Problem
Among the entries below, count the lines with "pluggable" in them and state the total without comment.

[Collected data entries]
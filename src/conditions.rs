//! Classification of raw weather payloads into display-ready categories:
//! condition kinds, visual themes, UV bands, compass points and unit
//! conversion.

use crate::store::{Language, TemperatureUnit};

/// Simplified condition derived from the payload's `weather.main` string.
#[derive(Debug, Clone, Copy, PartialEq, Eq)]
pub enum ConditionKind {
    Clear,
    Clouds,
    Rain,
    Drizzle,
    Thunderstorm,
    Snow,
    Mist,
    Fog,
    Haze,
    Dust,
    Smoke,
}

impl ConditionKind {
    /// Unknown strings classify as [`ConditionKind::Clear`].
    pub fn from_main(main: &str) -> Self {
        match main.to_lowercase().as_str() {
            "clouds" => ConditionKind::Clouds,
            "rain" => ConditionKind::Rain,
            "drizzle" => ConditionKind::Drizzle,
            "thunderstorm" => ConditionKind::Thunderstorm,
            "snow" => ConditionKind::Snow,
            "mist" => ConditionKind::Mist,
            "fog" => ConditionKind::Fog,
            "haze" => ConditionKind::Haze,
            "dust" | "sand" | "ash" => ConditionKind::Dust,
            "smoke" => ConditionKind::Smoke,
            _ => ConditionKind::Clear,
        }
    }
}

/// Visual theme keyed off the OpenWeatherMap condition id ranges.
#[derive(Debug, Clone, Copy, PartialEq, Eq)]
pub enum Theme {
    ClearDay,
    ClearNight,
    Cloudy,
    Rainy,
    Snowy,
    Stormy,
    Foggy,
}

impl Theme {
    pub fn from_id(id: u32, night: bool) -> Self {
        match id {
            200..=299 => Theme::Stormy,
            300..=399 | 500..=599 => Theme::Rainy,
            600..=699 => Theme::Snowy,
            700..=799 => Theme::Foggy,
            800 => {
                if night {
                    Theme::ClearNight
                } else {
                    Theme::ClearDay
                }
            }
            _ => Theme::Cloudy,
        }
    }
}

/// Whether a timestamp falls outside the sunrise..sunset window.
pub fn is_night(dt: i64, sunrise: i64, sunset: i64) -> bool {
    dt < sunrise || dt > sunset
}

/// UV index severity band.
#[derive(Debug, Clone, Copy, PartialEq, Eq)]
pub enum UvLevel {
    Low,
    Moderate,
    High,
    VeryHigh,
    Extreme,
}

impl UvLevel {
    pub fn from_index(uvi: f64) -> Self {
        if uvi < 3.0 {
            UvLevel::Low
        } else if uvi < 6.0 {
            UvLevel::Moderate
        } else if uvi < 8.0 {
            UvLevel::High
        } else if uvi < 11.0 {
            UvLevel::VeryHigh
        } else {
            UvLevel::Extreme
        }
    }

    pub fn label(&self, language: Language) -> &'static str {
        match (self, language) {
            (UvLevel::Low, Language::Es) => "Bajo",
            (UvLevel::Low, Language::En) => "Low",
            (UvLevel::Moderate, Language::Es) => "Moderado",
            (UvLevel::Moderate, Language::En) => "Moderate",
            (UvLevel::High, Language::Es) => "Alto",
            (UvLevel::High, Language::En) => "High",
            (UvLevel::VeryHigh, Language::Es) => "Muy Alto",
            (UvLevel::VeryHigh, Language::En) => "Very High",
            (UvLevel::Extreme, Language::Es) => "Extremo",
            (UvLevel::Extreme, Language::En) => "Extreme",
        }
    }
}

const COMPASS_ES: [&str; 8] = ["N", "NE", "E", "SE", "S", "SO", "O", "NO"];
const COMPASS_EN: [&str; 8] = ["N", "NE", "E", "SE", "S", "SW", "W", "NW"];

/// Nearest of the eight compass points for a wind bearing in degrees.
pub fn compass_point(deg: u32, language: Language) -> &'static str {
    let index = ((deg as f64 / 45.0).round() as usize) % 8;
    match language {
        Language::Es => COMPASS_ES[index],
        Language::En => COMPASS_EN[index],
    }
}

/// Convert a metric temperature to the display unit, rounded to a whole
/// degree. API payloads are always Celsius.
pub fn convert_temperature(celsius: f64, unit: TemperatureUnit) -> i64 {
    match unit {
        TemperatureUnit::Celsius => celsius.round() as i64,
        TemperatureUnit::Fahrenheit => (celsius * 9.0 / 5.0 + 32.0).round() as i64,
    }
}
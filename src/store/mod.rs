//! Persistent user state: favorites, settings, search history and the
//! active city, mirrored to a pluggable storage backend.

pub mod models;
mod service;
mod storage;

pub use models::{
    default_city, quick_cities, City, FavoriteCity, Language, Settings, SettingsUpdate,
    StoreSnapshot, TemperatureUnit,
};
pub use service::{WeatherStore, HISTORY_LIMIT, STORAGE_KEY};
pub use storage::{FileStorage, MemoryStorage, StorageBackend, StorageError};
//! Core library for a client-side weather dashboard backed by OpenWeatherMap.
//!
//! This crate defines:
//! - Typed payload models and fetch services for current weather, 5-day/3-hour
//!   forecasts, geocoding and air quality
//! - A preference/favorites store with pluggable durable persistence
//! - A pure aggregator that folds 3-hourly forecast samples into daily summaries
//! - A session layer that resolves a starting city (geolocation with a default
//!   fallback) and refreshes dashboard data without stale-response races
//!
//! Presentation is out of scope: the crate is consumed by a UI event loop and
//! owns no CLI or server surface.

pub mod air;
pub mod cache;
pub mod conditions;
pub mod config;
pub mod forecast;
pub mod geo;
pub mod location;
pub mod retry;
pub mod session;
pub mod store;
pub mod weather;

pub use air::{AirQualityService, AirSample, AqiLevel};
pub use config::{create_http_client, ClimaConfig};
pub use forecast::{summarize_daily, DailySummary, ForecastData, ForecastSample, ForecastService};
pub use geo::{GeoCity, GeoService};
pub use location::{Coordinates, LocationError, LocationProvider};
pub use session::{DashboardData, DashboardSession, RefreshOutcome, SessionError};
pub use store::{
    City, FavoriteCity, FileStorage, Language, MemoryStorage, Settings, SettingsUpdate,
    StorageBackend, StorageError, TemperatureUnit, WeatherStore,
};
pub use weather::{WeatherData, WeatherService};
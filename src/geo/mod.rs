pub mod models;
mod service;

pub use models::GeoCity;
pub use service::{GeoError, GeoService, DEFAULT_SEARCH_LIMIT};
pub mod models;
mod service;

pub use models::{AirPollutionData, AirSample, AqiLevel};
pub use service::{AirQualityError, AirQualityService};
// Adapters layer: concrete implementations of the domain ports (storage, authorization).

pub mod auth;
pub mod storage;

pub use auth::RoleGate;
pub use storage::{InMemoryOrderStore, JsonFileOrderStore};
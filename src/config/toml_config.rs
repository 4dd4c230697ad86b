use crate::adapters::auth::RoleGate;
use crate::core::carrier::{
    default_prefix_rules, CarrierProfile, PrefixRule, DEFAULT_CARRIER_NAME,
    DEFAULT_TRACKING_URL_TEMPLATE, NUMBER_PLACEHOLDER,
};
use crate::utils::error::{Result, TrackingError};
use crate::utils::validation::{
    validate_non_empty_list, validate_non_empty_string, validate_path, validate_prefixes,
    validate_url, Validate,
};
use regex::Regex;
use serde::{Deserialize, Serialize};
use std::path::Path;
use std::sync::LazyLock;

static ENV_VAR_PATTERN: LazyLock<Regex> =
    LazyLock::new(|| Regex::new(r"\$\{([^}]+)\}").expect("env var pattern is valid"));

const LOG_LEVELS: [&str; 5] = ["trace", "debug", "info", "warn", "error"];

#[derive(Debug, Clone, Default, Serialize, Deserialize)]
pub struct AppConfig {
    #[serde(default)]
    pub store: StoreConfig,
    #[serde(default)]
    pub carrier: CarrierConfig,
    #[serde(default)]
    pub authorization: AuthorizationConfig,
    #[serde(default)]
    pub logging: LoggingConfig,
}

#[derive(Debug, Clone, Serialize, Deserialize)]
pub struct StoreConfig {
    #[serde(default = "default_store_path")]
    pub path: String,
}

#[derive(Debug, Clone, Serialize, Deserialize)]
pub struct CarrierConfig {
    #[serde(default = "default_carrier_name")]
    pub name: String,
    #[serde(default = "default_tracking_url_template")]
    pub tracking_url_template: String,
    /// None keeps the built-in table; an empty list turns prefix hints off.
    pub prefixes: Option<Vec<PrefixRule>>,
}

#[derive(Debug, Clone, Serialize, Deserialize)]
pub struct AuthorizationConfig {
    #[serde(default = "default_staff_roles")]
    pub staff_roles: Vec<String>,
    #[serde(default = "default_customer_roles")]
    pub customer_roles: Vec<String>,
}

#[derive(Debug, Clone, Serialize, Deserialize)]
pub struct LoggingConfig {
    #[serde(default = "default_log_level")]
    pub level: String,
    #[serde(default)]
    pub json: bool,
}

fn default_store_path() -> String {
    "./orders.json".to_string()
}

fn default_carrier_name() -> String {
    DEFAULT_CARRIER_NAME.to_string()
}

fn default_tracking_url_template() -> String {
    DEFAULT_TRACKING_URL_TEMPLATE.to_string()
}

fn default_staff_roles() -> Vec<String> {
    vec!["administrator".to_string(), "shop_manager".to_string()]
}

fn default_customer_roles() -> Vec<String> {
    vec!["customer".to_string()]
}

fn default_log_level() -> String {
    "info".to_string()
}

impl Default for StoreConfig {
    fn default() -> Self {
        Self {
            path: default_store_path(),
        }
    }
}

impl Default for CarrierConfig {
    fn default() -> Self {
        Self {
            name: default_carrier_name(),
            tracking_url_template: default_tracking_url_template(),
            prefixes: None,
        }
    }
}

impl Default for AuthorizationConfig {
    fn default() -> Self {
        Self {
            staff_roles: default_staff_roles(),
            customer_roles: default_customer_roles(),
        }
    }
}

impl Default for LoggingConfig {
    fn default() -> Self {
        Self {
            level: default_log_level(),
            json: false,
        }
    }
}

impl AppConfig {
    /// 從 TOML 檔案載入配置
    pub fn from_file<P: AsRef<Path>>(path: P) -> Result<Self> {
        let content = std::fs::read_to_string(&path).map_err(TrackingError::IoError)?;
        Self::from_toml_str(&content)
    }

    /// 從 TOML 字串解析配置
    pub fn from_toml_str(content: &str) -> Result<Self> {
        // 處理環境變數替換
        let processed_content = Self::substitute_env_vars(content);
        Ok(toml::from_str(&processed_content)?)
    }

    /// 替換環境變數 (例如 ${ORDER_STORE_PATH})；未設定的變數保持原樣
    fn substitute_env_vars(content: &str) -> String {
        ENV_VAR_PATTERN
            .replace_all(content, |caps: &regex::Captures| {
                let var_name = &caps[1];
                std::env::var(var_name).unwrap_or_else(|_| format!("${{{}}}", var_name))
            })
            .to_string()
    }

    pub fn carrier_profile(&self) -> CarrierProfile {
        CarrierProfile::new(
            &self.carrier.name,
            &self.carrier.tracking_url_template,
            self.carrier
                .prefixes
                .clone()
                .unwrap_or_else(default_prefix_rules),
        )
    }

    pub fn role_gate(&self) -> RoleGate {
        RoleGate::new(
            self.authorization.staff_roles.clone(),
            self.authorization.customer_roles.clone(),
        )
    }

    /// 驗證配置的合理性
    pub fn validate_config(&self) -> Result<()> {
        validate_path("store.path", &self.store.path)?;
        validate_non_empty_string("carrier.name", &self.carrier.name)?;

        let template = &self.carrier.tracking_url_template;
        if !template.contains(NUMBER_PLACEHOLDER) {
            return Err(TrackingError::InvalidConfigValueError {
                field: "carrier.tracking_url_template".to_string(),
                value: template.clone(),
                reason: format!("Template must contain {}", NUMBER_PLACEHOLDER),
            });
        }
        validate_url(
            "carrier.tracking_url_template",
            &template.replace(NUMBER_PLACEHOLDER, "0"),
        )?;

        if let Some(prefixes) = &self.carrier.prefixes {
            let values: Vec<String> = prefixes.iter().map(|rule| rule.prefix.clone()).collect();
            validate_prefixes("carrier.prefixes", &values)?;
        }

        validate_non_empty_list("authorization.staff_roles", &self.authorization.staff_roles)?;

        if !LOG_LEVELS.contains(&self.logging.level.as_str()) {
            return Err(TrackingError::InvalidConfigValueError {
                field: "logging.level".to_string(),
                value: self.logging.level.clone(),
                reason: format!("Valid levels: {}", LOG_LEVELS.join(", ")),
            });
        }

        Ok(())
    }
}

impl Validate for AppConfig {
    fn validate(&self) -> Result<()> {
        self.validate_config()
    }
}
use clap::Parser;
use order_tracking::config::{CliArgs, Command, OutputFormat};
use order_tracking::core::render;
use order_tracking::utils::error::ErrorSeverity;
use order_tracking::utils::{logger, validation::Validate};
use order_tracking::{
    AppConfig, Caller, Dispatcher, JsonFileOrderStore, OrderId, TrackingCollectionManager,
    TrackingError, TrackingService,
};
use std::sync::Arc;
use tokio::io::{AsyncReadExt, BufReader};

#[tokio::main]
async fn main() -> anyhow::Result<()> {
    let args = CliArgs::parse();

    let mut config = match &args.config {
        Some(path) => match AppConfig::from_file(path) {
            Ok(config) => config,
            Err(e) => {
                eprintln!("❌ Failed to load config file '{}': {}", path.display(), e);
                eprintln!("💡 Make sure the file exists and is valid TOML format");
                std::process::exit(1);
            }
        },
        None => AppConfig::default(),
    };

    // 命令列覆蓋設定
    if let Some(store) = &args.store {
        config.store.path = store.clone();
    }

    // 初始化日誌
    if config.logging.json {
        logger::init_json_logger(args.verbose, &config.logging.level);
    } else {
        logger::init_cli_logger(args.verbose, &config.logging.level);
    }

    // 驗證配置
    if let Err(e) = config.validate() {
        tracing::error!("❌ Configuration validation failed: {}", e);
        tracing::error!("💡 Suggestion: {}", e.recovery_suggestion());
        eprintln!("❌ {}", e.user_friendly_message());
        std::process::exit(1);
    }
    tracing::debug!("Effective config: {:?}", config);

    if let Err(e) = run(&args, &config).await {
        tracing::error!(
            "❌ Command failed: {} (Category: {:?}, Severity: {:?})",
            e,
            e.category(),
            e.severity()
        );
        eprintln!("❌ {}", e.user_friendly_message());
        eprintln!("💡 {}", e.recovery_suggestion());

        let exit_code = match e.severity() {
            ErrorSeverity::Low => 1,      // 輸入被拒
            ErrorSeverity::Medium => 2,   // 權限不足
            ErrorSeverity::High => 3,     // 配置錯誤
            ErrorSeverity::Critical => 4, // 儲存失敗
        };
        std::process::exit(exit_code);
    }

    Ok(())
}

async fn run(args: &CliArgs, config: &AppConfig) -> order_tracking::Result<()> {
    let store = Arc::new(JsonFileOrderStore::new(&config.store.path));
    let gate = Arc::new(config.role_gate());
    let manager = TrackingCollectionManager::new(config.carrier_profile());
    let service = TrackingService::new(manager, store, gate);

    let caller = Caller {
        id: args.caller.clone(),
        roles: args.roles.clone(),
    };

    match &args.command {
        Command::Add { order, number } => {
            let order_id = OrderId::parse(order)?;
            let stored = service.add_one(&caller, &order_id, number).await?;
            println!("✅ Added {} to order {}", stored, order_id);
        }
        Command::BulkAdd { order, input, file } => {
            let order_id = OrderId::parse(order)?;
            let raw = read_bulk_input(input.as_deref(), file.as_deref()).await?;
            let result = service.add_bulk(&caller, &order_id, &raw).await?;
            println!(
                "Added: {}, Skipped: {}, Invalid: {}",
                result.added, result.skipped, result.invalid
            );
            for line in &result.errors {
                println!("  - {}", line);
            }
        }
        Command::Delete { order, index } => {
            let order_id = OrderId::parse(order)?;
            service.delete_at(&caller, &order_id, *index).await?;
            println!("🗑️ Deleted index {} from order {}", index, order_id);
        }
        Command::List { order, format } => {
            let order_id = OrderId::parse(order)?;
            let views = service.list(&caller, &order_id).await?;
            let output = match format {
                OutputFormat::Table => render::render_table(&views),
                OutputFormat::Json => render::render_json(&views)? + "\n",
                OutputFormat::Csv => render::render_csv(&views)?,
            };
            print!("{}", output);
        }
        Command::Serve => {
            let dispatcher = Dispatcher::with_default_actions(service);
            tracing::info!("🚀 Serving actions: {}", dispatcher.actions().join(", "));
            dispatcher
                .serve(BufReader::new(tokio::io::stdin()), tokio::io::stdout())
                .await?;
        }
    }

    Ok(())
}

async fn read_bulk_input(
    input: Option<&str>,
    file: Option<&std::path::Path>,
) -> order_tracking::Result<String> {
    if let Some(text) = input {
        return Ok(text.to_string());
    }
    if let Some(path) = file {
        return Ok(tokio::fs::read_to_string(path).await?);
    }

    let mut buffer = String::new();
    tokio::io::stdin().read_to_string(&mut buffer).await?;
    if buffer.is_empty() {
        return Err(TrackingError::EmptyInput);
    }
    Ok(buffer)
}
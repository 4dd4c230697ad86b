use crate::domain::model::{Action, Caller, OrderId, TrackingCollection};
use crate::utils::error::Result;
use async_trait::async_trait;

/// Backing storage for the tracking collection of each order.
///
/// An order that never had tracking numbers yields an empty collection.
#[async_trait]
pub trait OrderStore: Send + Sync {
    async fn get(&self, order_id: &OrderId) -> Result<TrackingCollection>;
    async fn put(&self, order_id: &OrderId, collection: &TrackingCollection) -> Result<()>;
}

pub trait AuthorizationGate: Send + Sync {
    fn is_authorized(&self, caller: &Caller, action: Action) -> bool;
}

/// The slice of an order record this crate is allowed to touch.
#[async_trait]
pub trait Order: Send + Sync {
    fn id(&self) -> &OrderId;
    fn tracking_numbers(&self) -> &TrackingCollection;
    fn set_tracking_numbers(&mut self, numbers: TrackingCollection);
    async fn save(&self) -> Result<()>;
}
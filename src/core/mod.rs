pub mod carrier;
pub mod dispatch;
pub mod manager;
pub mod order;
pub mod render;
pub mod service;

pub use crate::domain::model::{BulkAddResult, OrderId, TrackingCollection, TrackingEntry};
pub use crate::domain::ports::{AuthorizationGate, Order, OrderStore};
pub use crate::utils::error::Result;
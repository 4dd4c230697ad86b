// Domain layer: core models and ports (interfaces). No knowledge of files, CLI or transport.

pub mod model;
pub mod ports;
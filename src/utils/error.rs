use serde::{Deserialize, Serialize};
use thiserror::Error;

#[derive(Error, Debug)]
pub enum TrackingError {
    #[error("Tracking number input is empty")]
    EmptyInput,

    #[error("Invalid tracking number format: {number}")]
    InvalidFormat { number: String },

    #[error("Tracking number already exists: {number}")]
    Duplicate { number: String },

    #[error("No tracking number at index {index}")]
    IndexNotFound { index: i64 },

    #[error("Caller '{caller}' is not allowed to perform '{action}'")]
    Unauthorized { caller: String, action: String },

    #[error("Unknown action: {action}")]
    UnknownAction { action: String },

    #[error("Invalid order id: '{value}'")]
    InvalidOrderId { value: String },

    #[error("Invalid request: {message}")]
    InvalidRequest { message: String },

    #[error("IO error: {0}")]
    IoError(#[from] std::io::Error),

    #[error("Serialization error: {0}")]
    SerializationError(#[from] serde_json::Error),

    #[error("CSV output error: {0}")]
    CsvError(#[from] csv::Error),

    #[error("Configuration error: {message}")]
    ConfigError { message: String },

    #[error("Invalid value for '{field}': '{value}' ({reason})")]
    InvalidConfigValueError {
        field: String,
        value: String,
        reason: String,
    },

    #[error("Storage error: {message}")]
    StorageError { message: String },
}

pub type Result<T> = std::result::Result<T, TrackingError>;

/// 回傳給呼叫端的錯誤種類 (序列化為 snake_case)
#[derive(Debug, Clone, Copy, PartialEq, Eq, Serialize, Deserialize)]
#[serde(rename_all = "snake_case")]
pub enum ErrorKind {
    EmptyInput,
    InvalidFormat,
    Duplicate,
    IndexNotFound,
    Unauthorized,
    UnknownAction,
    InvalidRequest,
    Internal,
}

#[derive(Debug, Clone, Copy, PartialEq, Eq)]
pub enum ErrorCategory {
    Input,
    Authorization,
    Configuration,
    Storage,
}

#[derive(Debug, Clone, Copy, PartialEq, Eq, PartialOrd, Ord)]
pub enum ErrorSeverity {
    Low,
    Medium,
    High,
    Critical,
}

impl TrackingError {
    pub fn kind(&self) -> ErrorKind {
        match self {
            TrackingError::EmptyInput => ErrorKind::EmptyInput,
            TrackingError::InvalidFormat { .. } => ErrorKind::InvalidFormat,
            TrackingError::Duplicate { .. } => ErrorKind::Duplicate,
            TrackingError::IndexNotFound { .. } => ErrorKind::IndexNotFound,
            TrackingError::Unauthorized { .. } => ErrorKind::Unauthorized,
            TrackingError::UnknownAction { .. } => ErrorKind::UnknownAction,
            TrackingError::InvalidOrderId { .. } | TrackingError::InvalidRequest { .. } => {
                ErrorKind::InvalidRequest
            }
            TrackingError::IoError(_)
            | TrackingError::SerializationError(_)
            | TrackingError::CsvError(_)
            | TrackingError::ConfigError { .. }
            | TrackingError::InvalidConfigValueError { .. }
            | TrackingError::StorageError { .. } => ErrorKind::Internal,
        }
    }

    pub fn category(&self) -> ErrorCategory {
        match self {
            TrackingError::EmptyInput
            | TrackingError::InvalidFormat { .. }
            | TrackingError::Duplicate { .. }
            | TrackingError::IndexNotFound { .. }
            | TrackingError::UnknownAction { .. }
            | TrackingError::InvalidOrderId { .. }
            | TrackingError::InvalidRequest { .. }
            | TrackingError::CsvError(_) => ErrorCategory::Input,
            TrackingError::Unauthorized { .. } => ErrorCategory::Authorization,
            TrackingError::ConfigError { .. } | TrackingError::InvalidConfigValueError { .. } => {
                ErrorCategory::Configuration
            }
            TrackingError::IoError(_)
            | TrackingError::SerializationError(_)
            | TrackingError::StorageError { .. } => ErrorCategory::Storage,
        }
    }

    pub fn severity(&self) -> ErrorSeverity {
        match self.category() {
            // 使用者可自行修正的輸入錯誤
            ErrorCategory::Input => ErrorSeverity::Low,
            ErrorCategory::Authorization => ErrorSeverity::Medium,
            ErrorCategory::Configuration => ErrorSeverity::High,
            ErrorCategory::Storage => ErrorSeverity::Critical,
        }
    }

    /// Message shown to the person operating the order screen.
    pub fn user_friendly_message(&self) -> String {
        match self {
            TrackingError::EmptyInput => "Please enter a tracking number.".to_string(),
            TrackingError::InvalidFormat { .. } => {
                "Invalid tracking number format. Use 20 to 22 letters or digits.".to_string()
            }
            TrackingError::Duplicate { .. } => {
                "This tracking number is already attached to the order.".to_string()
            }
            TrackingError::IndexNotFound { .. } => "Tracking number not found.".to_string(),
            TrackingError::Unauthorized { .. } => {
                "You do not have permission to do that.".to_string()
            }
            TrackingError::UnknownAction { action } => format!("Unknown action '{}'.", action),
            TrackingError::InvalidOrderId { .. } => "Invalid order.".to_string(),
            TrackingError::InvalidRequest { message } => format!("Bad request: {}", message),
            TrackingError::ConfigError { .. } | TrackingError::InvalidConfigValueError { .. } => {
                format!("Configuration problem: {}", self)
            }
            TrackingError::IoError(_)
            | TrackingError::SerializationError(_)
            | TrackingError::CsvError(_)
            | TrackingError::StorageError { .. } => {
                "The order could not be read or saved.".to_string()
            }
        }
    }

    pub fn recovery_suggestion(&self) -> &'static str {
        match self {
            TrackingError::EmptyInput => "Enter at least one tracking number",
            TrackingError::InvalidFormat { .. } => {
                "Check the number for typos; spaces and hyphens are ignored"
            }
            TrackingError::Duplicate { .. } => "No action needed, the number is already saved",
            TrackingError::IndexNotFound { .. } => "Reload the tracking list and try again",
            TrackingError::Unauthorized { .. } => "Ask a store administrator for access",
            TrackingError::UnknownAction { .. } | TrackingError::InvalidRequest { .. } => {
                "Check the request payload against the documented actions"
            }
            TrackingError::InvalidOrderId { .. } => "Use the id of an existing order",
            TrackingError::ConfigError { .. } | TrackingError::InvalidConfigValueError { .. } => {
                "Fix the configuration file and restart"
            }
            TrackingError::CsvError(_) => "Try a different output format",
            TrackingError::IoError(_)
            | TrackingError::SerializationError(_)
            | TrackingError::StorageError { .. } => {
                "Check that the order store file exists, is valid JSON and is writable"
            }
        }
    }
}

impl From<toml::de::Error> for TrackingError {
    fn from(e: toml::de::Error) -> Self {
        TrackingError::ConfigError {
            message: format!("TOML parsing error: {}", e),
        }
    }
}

Result
2